Quem foi que disse que cinema não rima com política?

OS PREMIADOS DA 68ª BERLINALE

Urso de Ouro de melhor filme Touch me not, de Adina Pintilie

Urso de Prata prêmio especial do júri
Twarz, de Malgorzata Szumowska (Polônia)

Urso de Prata de melhor contribuição artística –
Elena Okopnaya, cenografia e direção de arte em Dovlatov, de Alexey German Jr.

Urso de Prata Prêmio Alfred Bauer para filmes que abrem novas perspectivas artísticas –
Las herederas, de Marcelo Martinessi

Urso de Prata melhor direção
– Wes Anderson por Isle of dogs

Urso de Prata melhor roteiro
– Manuel Alcalá e Alonso Ruizpalacios por Museo (México)

Urso de Prata melhor ator – Anthony Bajon por La prière, de Cedric Kahn (França)

Urso de Prata melhor atriz – Ana Blum por Las herederas, de Marcelo Martinessi (Paraguai)

GWFF Prêmio de melhor primeiro longa-metragem - Touch me not, da romena Adina Pintilie.

Glashütte Original Documentary Award– Prêmio de Melhor Documentário – Ruth Beckermann por The Waldheim Waltz

Menção honrosa - Luiz Bolognesi e os produtores Fabio e Caio Gullane e Lais Bodanzky por Ex Pajé

Urso de Ouro de melhor curta-metragem: The men behind the wall, de Ines Moldavsky (Israel)

TEDDY AWARD
Prêmio independente dado em convergência com a Berlinale há 32 anos. Criado quando homossexualidade ainda era considerada um crime na Alemanha, é dado aos filmes com temática LGBT.

Teddy de melhor ficçãoTinta bruta, de Marcio Reolon e Filipe Matzembacher (Brasil)
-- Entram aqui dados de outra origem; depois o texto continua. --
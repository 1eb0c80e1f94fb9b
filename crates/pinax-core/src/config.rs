//! Bind configuration.
//!
//! [`BindSettings`] is the plain, serde-loadable part of the configuration
//! (limits and mode switches). [`BindConfig`] adds the behaviour that cannot
//! be expressed as data: custom converters, the validator, hooks and the key
//! normaliser.
//!
//! A `BindConfig` is immutable once built. Per-call overlays start from
//! [`BindConfig::to_builder`], which copies the converter table so the shared
//! base is never mutated.
//!
//! # Example
//!
//! ```rust
//! use pinax_core::{BindConfig, ErrorMode, SliceMode};
//!
//! let config = BindConfig::builder()
//!     .max_depth(8)
//!     .slice_mode(SliceMode::Csv)
//!     .error_mode(ErrorMode::CollectAll)
//!     .build();
//!
//! assert_eq!(config.settings().max_depth, 8);
//! ```

use std::any::{Any, TypeId};
use std::collections::HashMap;
use std::fmt;
use std::sync::Arc;

use serde::{Deserialize, Serialize};
use thiserror::Error;

use crate::hooks::{BindHooks, Validator};
use crate::shape::{BoxError, BoxedValue};

/// Default maximum nested struct depth.
pub const DEFAULT_MAX_DEPTH: usize = 32;

/// Default maximum number of slice elements.
pub const DEFAULT_MAX_SLICE_LEN: usize = 1000;

/// Default maximum number of map entries.
pub const DEFAULT_MAX_MAP_SIZE: usize = 1000;

/// How slice fields read their values.
#[derive(Debug, Clone, Copy, Serialize, Deserialize, PartialEq, Eq, Default)]
#[serde(rename_all = "snake_case")]
pub enum SliceMode {
    /// One element per repeated key (`tags=a&tags=b`).
    #[default]
    Repeat,
    /// A single value is split on commas (`tags=a,b`).
    Csv,
}

/// What to do with JSON fields the destination does not declare.
#[derive(Debug, Clone, Copy, Serialize, Deserialize, PartialEq, Eq, Default)]
#[serde(rename_all = "snake_case")]
pub enum UnknownFieldPolicy {
    /// Decode silently.
    #[default]
    Ignore,
    /// Report each unknown field but keep binding.
    Warn,
    /// Fail on the first unknown field.
    Error,
}

/// How field-level errors are reported.
#[derive(Debug, Clone, Copy, Serialize, Deserialize, PartialEq, Eq, Default)]
#[serde(rename_all = "snake_case")]
pub enum ErrorMode {
    /// Return the first field error.
    #[default]
    FailFast,
    /// Keep binding and return every field error together.
    CollectAll,
}

/// Error returned by [`BindSettings::validate`].
#[derive(Error, Debug, Clone, PartialEq, Eq)]
#[error("invalid bind setting {field}: {reason}")]
pub struct SettingsError {
    /// The setting with the invalid value.
    pub field: &'static str,
    /// Why it is invalid.
    pub reason: String,
}

impl SettingsError {
    fn invalid_value(field: &'static str, reason: impl Into<String>) -> Self {
        Self {
            field,
            reason: reason.into(),
        }
    }
}

/// Limits and switches that can be loaded from a configuration file.
///
/// ```rust
/// use pinax_core::{BindSettings, SliceMode};
///
/// let settings: BindSettings =
///     serde_json::from_str(r#"{"max_depth": 4, "slice_mode": "csv"}"#).unwrap();
/// assert_eq!(settings.max_depth, 4);
/// assert_eq!(settings.slice_mode, SliceMode::Csv);
/// assert_eq!(settings.max_map_size, 1000);
/// ```
#[derive(Debug, Clone, Serialize, Deserialize, PartialEq, Eq)]
#[serde(default, deny_unknown_fields)]
pub struct BindSettings {
    /// Maximum nested struct depth.
    pub max_depth: usize,
    /// Maximum number of elements bound into one slice.
    pub max_slice_len: usize,
    /// Maximum number of entries bound into one map.
    pub max_map_size: usize,
    /// Repeated-key or comma-separated slices.
    pub slice_mode: SliceMode,
    /// Unknown JSON field handling.
    pub unknown_fields: UnknownFieldPolicy,
    /// Fail-fast or collect-all.
    pub error_mode: ErrorMode,
    /// Honour `0x`, `0o`, `0b` and leading-zero octal prefixes on integers.
    pub detect_int_base: bool,
    /// Extra `chrono` format strings tried after the built-in time layouts.
    pub time_layouts: Vec<String>,
    /// Enforce `required:"true"` tags.
    pub check_required: bool,
}

impl Default for BindSettings {
    fn default() -> Self {
        Self {
            max_depth: DEFAULT_MAX_DEPTH,
            max_slice_len: DEFAULT_MAX_SLICE_LEN,
            max_map_size: DEFAULT_MAX_MAP_SIZE,
            slice_mode: SliceMode::default(),
            unknown_fields: UnknownFieldPolicy::default(),
            error_mode: ErrorMode::default(),
            detect_int_base: false,
            time_layouts: Vec::new(),
            check_required: false,
        }
    }
}

impl BindSettings {
    /// Validates the settings.
    ///
    /// # Errors
    ///
    /// Returns an error if any limit is zero or a time layout is empty.
    pub fn validate(&self) -> Result<(), SettingsError> {
        if self.max_depth == 0 {
            return Err(SettingsError::invalid_value("max_depth", "must be at least 1"));
        }
        if self.max_slice_len == 0 {
            return Err(SettingsError::invalid_value(
                "max_slice_len",
                "must be at least 1",
            ));
        }
        if self.max_map_size == 0 {
            return Err(SettingsError::invalid_value(
                "max_map_size",
                "must be at least 1",
            ));
        }
        if self.time_layouts.iter().any(|layout| layout.trim().is_empty()) {
            return Err(SettingsError::invalid_value(
                "time_layouts",
                "layouts must not be empty",
            ));
        }
        Ok(())
    }
}

type ConvertFn = dyn Fn(&str) -> Result<BoxedValue, BoxError> + Send + Sync;
type NormalizeFn = dyn Fn(&str) -> String + Send + Sync;

/// A caller-supplied conversion for one target type.
#[derive(Clone)]
pub struct Converter {
    target: &'static str,
    func: Arc<ConvertFn>,
}

impl Converter {
    /// Wraps a typed conversion function.
    pub fn new<T, E, F>(func: F) -> Self
    where
        T: Any + Send + Sync,
        E: Into<BoxError>,
        F: Fn(&str) -> Result<T, E> + Send + Sync + 'static,
    {
        Self {
            target: std::any::type_name::<T>(),
            func: Arc::new(move |raw| {
                func(raw)
                    .map(|value| Box::new(value) as BoxedValue)
                    .map_err(Into::into)
            }),
        }
    }

    /// Name of the target type.
    #[must_use]
    pub fn target(&self) -> &'static str {
        self.target
    }

    /// Runs the conversion.
    ///
    /// # Errors
    ///
    /// Returns whatever the wrapped function reports.
    pub fn convert(&self, raw: &str) -> Result<BoxedValue, BoxError> {
        (self.func)(raw)
    }
}

impl fmt::Debug for Converter {
    fn fmt(&self, f: &mut fmt::Formatter<'_>) -> fmt::Result {
        f.debug_struct("Converter")
            .field("target", &self.target)
            .finish_non_exhaustive()
    }
}

/// Complete configuration for a bind call.
#[derive(Clone, Default)]
pub struct BindConfig {
    settings: BindSettings,
    converters: HashMap<TypeId, Converter>,
    validator: Option<Arc<dyn Validator>>,
    hooks: BindHooks,
    key_normalizer: Option<Arc<NormalizeFn>>,
}

impl BindConfig {
    /// Creates a builder with default settings.
    #[must_use]
    pub fn builder() -> BindConfigBuilder {
        BindConfigBuilder::default()
    }

    /// Creates a configuration from loaded settings.
    ///
    /// # Errors
    ///
    /// Returns an error if the settings fail [`BindSettings::validate`].
    pub fn from_settings(settings: BindSettings) -> Result<Self, SettingsError> {
        settings.validate()?;
        Ok(Self {
            settings,
            ..Self::default()
        })
    }

    /// Starts an overlay builder from a copy of this configuration.
    #[must_use]
    pub fn to_builder(&self) -> BindConfigBuilder {
        BindConfigBuilder {
            config: self.clone(),
        }
    }

    /// The data settings.
    #[must_use]
    pub fn settings(&self) -> &BindSettings {
        &self.settings
    }

    /// The converter registered for exactly `id`, if any.
    #[must_use]
    pub fn converter(&self, id: TypeId) -> Option<&Converter> {
        self.converters.get(&id)
    }

    /// Returns true if any converters are registered.
    #[must_use]
    pub fn has_converters(&self) -> bool {
        !self.converters.is_empty()
    }

    /// The injected validator.
    #[must_use]
    pub fn validator(&self) -> Option<&dyn Validator> {
        self.validator.as_deref()
    }

    /// The observability hooks.
    #[must_use]
    pub fn hooks(&self) -> &BindHooks {
        &self.hooks
    }

    /// Applies the key normaliser, if one is configured.
    #[must_use]
    pub fn normalize_key(&self, key: &str) -> String {
        match &self.key_normalizer {
            Some(normalize) => normalize(key),
            None => key.to_string(),
        }
    }
}

impl fmt::Debug for BindConfig {
    fn fmt(&self, f: &mut fmt::Formatter<'_>) -> fmt::Result {
        f.debug_struct("BindConfig")
            .field("settings", &self.settings)
            .field("converters", &self.converters.values().collect::<Vec<_>>())
            .field("validator", &self.validator.is_some())
            .field("hooks", &self.hooks)
            .field("key_normalizer", &self.key_normalizer.is_some())
            .finish()
    }
}

/// Builder for [`BindConfig`].
#[derive(Clone, Default)]
pub struct BindConfigBuilder {
    config: BindConfig,
}

impl BindConfigBuilder {
    /// Replaces all data settings.
    #[must_use]
    pub fn settings(mut self, settings: BindSettings) -> Self {
        self.config.settings = settings;
        self
    }

    /// Sets the maximum nested struct depth.
    #[must_use]
    pub fn max_depth(mut self, depth: usize) -> Self {
        self.config.settings.max_depth = depth;
        self
    }

    /// Sets the maximum slice length.
    #[must_use]
    pub fn max_slice_len(mut self, len: usize) -> Self {
        self.config.settings.max_slice_len = len;
        self
    }

    /// Sets the maximum map size.
    #[must_use]
    pub fn max_map_size(mut self, size: usize) -> Self {
        self.config.settings.max_map_size = size;
        self
    }

    /// Sets the slice mode.
    #[must_use]
    pub fn slice_mode(mut self, mode: SliceMode) -> Self {
        self.config.settings.slice_mode = mode;
        self
    }

    /// Sets the unknown JSON field policy.
    #[must_use]
    pub fn unknown_fields(mut self, policy: UnknownFieldPolicy) -> Self {
        self.config.settings.unknown_fields = policy;
        self
    }

    /// Sets the error mode.
    #[must_use]
    pub fn error_mode(mut self, mode: ErrorMode) -> Self {
        self.config.settings.error_mode = mode;
        self
    }

    /// Enables integer base prefixes.
    #[must_use]
    pub fn detect_int_base(mut self, enabled: bool) -> Self {
        self.config.settings.detect_int_base = enabled;
        self
    }

    /// Adds a `chrono` format string tried after the built-in layouts.
    #[must_use]
    pub fn time_layout(mut self, layout: impl Into<String>) -> Self {
        self.config.settings.time_layouts.push(layout.into());
        self
    }

    /// Enables `required:"true"` checks.
    #[must_use]
    pub fn check_required(mut self, enabled: bool) -> Self {
        self.config.settings.check_required = enabled;
        self
    }

    /// Registers a converter for `T`. It also serves `Option<T>` fields.
    #[must_use]
    pub fn converter<T, E, F>(mut self, func: F) -> Self
    where
        T: Any + Send + Sync,
        E: Into<BoxError>,
        F: Fn(&str) -> Result<T, E> + Send + Sync + 'static,
    {
        self.config
            .converters
            .insert(TypeId::of::<T>(), Converter::new(func));
        self
    }

    /// Installs the validator run after each successful bind.
    #[must_use]
    pub fn validator(mut self, validator: impl Validator + 'static) -> Self {
        self.config.validator = Some(Arc::new(validator));
        self
    }

    /// Installs observability hooks.
    #[must_use]
    pub fn hooks(mut self, hooks: BindHooks) -> Self {
        self.config.hooks = hooks;
        self
    }

    /// Installs a function applied to every lookup key.
    #[must_use]
    pub fn key_normalizer<F>(mut self, normalize: F) -> Self
    where
        F: Fn(&str) -> String + Send + Sync + 'static,
    {
        self.config.key_normalizer = Some(Arc::new(normalize));
        self
    }

    /// Finishes the configuration.
    #[must_use]
    pub fn build(self) -> BindConfig {
        self.config
    }
}

impl fmt::Debug for BindConfigBuilder {
    fn fmt(&self, f: &mut fmt::Formatter<'_>) -> fmt::Result {
        f.debug_struct("BindConfigBuilder")
            .field("config", &self.config)
            .finish()
    }
}

#[cfg(test)]
mod tests {
    use super::*;

    #[test]
    fn test_default_settings() {
        let settings = BindSettings::default();
        assert_eq!(settings.max_depth, 32);
        assert_eq!(settings.max_slice_len, 1000);
        assert_eq!(settings.max_map_size, 1000);
        assert_eq!(settings.slice_mode, SliceMode::Repeat);
        assert_eq!(settings.error_mode, ErrorMode::FailFast);
        assert!(settings.validate().is_ok());
    }

    #[test]
    fn test_settings_reject_zero_limits() {
        let settings = BindSettings {
            max_map_size: 0,
            ..BindSettings::default()
        };
        let err = settings.validate().unwrap_err();
        assert_eq!(err.field, "max_map_size");
        assert!(BindConfig::from_settings(settings).is_err());
    }

    #[test]
    fn test_settings_deny_unknown_fields() {
        let result = serde_json::from_str::<BindSettings>(r#"{"max_dept": 3}"#);
        assert!(result.is_err());

        let settings: BindSettings =
            serde_json::from_str(r#"{"unknown_fields": "warn", "error_mode": "collect_all"}"#)
                .unwrap();
        assert_eq!(settings.unknown_fields, UnknownFieldPolicy::Warn);
        assert_eq!(settings.error_mode, ErrorMode::CollectAll);
    }

    #[test]
    fn test_overlay_does_not_touch_base() {
        let base = BindConfig::builder()
            .converter(|raw: &str| raw.parse::<u8>())
            .build();
        let overlay = base
            .to_builder()
            .converter(|raw: &str| Ok::<_, BoxError>(raw.len()))
            .max_depth(2)
            .build();

        assert!(base.converter(TypeId::of::<usize>()).is_none());
        assert!(overlay.converter(TypeId::of::<usize>()).is_some());
        assert!(overlay.converter(TypeId::of::<u8>()).is_some());
        assert_eq!(base.settings().max_depth, 32);
    }

    #[test]
    fn test_converter_boxes_value() {
        let conv = Converter::new(|raw: &str| raw.parse::<i64>());
        let value = conv.convert("-7").unwrap();
        assert_eq!(*value.downcast::<i64>().unwrap(), -7);
        assert!(conv.convert("x").is_err());
    }

    #[test]
    fn test_key_normalizer() {
        let config = BindConfig::builder()
            .key_normalizer(|key| key.to_ascii_lowercase())
            .build();
        assert_eq!(config.normalize_key("X-Trace"), "x-trace");
        assert_eq!(BindConfig::default().normalize_key("X-Trace"), "X-Trace");
    }
}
Teddy de melhor documentárioBixa travesty, de Claudia Priscilla e Kiko Goifman (Brasil)

Teddy Readers da Männer Magazine - Las herederas, de Marcelo Martinessi (Paraguai)

Teddy de melhor curtaThree centimeters, de Lara Zaidan (Inglaterra)

Prêmio especial do júri TeddyObscuro barroco, de Evangelia Kranioti (Grécia)

*A repórter especial viajou para cobrir o festival através de uma parceira entre a revista Continente e o Centro Cultural Brasil-Alemanha (CCBA).